The book opens with a short history of the EITC and CTC programs, demonstrating the huge role that the IRS now plays in federal anti-poverty efforts. In 2016, 27 million families and individuals received $67.9 billion in EITC benefits, and 19 million families received $25.7 billion in CTC benefits. Because program beneficiaries self-identify and self-declare their eligibility by filing tax returns and calculating for themselves the benefits they are due, the EITC and CTC are less expensive to administer than other federal antipoverty programs. Drumbl also reports studies documenting that EITC and CTC beneficiaries as experiencing pride rather than shame from their participation in those programs, contrasting being treated by commercial tax preparers as “a client, a taxpayer” with the stigma and “dread associated with a trip to see the welfare caseworker.” Perhaps for this reason, the EITC and CTC enjoy higher participation rates than many other federal social welfare programs.
But determining EITC and CTC eligibility is complicated. That complexity makes it easy for EITC and CTC claimants to commit unintentional errors. It also drives most program participants to rely on professional tax return preparers or commercial tax return preparation software to claim their benefits. Thus, EITC and CTC claimants are placed “in the unusual position of paying money to receive an anti-poverty cash payment.” Many return preparers are not licensed. Others offer refund anticipation loans or other arguably predatory financial products to EITC and CTC recipients. Fraud and identity theft are common. High error rates attributable to complexity and fraud mean that EITC and CTC claimants are subject to much higher IRS audit rates than middle-income taxpayers. The IRS enforcement apparatus is oriented toward pursuing tax scofflaws for nonpayment of taxes and “does not differentiate between intentional and unintentional overclaims” for benefits. IRS audits follow a paper process, conducted by mail, that can be difficult to navigate for taxpayers with limited resources. Cryptic, computer-generated audit letters fail to explain clearly what the taxpayers who receive them are expected to do. Financial penalties for mistakes are high. As Drumbl concludes, “this is a very sad way to administer a social benefit program. The United States can do better.”
And with that, Drumbl turns to ideas for reform. Many countries have programs that are similar conceptually to the EITC and CTC. Drumbl documents case studies of similar tax credit programs in New Zealand and Canada.

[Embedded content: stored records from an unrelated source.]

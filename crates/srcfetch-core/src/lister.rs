use crate::model::{FetchParams, RemoteRepo};

/// Listing collaborator: supplies the repositories to fetch for a given
/// region and credential pair. Ordering is not guaranteed and the result
/// may be empty.
pub trait RepoLister {
    fn list_repos(&self, params: &FetchParams) -> anyhow::Result<Vec<RemoteRepo>>;
}
use super::*;

pub(super) fn handle_sync(args: SyncArgs) -> anyhow::Result<()> {
    let params = FetchParams {
        region: args.region,
        target_directory: args.root,
        access_key: args.access_key,
        secret_key: args.secret_key,
    };
    let lister = StaticRepoLister::new(args.repos);
    let mut cloner = GitCli::new();
    if let Some(seconds) = args.clone_timeout {
        cloner = cloner.with_timeout(Duration::from_secs(seconds));
    }

    let mut task = FetchTask::new("codecommit", params);
    let last_len = Cell::new(0usize);
    let progress_fn = |update: ProgressUpdate| render_fetch_progress(&last_len, &update);
    let progress: Option<&ProgressReporter<'_>> = if args.status {
        Some(&progress_fn)
    } else {
        None
    };

    let summary = task.run(&lister, &cloner, progress)?;
    if args.status {
        println!();
    }
    print_summary(task.name(), summary, task.state().processed_items());
    Ok(())
}

fn print_summary(name: &str, summary: FetchSummary, processed: usize) {
    println!(
        "{name}: processed={processed} cloned={} skipped={} failed={}",
        summary.cloned, summary.skipped, summary.failed
    );
}

pub(super) fn render_fetch_progress(last_len: &Cell<usize>, update: &ProgressUpdate) {
    let processed = update.processed_items.min(update.total_items);
    let bar = render_progress_bar(processed, update.total_items, 20);
    let line = format!(
        "{} {}/{} {} eta={}s",
        update.source_name,
        processed,
        update.total_items,
        bar,
        update.estimated_remaining.as_secs()
    );
    let prev_len = last_len.get();
    if line.len() < prev_len {
        print!("\r{line}{}", " ".repeat(prev_len - line.len()));
    } else {
        print!("\r{line}");
    }
    let _ = io::stdout().flush();
    last_len.set(line.len());
}

pub(super) fn render_progress_bar(step: usize, total: usize, width: usize) -> String {
    if total == 0 || width == 0 {
        return "[]".to_string();
    }
    let filled = ((step as f32 / total as f32) * width as f32).round() as usize;
    let filled = filled.min(width);
    let empty = width.saturating_sub(filled);
    format!("[{}{}]", "#".repeat(filled), "-".repeat(empty))
}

She acknowledges that no approach is perfect and “the grass is always greener on the other side.” Drawing from those case studies, however, she argues that “Congress can and should reform both the EITC and the [CTC] to better serve low-income families.”
Some of Drumbl’s suggested reforms are small. For example, Congress can simplify the definition of who is a qualifying child. At present, parents can claim children for EITC purposes until they reach nineteen years of age, or twenty-four if the child is a full-time student. For the CTC, parents can only claim that same child until the age of seventeen irrespective of student status. No policy rationale exists for the difference. The different cutoffs merely create more opportunity for inadvertent errors. She also suggests dividing the EITC into separate work support and family support credits—not a new idea, but one for which she offers more detailed proposals. Other of Drumbl’s proposed reforms are more substantial. For example, she suggests relying on household income rather than marital status in calculating credits and transitioning to year-round, periodic payments rather than annual lump sum payments.
Whether or not one agrees with all of Drumbl’s proposed reforms, everyone who is interested in tax policy and antipoverty programs should read this carefully-researched and thoughtfully-developed book. Federal efforts to alleviate poverty among the working poor are laudable when they work, but perhaps less so when poorly designed legislation and administration place heavy additional burdens on families that are already struggling. As Drumbl’s book demonstrates, the latter is all too common.